О высоком статусе хозяев усадьбы может свидетельствовать найденный на её территории в 1999 г. литой рубчатый браслет прекрасной сохранности (77 х 60 мм, 7,0 х 8,5 мм в сечении), украшенный на концах головками драконов с удлинёнными мордами. Драконы повёрнуты друг к другу головами; у них большие миндалевидной формы глаза и плотно прижатые к голове уши; пасти приоткрыты. По всей спине драконов, от головы к голове, чётко изображён невысокий рубчатый гребень. Шеи драконов украшены орнаментом "в ёлочку", который на четверти длины браслета с каждой стороны ограничивается пояском из 4-х рельефных колец. Посередине браслет как бы делится на 2 половинки ещё одним аналогичным пояском, но уже из 6 колец. Вся нижняя часть тела обоих драконов покрыта подобными же кольцами, но меньших размеров, а по брюшку с обеих сторон пущены также по гребешку. В плоскости браслет то ли несколько деформирован, то ли (что не исключено) ему была специально придана S-видная форма, что даже при небольшом повороте браслета создаёт иллюзию вращения колец дракона (Рис. 15).
Прямые аналогии данной находке нам неизвестны, но её общий облик свидетельствует в пользу связей с балтийским регионом.

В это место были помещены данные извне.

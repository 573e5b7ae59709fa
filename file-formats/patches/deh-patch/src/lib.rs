//! # deh_patch - DeHackEd Patch Engine
//!
//! Patch context and resource allocator for DeHackEd patches, the text
//! format Doom source ports read to alter monsters, weapons, sounds, frames
//! and engine values without touching the executable.
//!
//! ## Features
//!
//! - Doom 1.9, Ultimate Doom, Doom Unity, Boom, MBF, Extended, MBF21,
//!   DSDHacked and ID24 dialects
//! - Copy-on-write overlay over an immutable, shared baseline
//! - Free/protected state allocator with connected-state free, transform and
//!   copy operations
//! - Diff-minimal DeHackEd output with dialect extension sections
//! - Baselines loaded from YAML or JSON definitions
//!
//! ## Examples
//!
//! ### Freeing and reusing states
//!
//! ```no_run
//! use deh_patch::{BaselineSet, ContextOptions, Dialect, PatchContext};
//!
//! # fn main() -> Result<(), deh_patch::Error> {
//! let mut baselines = BaselineSet::from_dir("baselines");
//! let baseline = baselines.get(Dialect::Doom19)?;
//! let mut ctx = PatchContext::new(Dialect::Doom19, baseline, ContextOptions::default());
//!
//! // Give up the Cyberdemon's animations
//! let freed = ctx.free_thing_states(21)?;
//! println!("{freed} states freed, {} free in total", ctx.free_state_count());
//!
//! // Give the Imp a copy of the Baron's
//! match ctx.copy_thing_states(12, 15, 0)? {
//!     Some(count) => println!("copied {count} states"),
//!     None => eprintln!("not enough free states"),
//! }
//!
//! ctx.write_patch(std::io::stdout(), "Imps are barons now")?;
//! # Ok(())
//! # }
//! ```
//!
//! ### Building a baseline in code
//!
//! ```
//! use deh_patch::{SourcePatch, entity::{DehState, DehThing}};
//!
//! # fn main() -> Result<(), deh_patch::Error> {
//! let patch = SourcePatch::builder("tiny")
//!     .thing(DehThing::named("Player"))
//!     .state(DehState::new(0, 0, false, 0, -1), None)
//!     .state(DehState::new(0, 0, false, 1, -1), None)
//!     .build()?;
//! assert_eq!(patch.state_count(), 2);
//! # Ok(())
//! # }
//! ```

#![cfg_attr(docsrs, feature(doc_cfg))]
#![warn(
    missing_docs,
    missing_debug_implementations,
    rust_2018_idioms,
    unreachable_pub
)]

pub mod baseline;
pub mod context;
pub mod dialect;
pub mod entity;
pub mod error;
pub mod feature;
pub mod range_map;
pub mod strings;
pub mod writer;

pub use baseline::{BaselineSet, EpisodeMap, SourcePatch, SourcePatchBuilder};
pub use context::{Actor, ContextOptions, PatchContext};
pub use dialect::Dialect;
pub use entity::EntityKind;
pub use error::{Error, Result};
pub use feature::{ActionPointerType, FeatureLevel};
pub use range_map::RangeBoolMap;
pub use writer::PatchWriter;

Следы подобных производств выявлены и в непосредственной близости к городищу - на p.VI (24 м 2), всего в 30 м севернее напольного вала 12. Особо отметим, что участок этот представляется наиболее перспективным для дальнейших исследований на посаде, поскольку здесь зафиксированы большинство из выделенных на городище строительных горизонтов, которые не успели сформироваться на остальной территории посада или были уничтожены на большей части городищенской площадки.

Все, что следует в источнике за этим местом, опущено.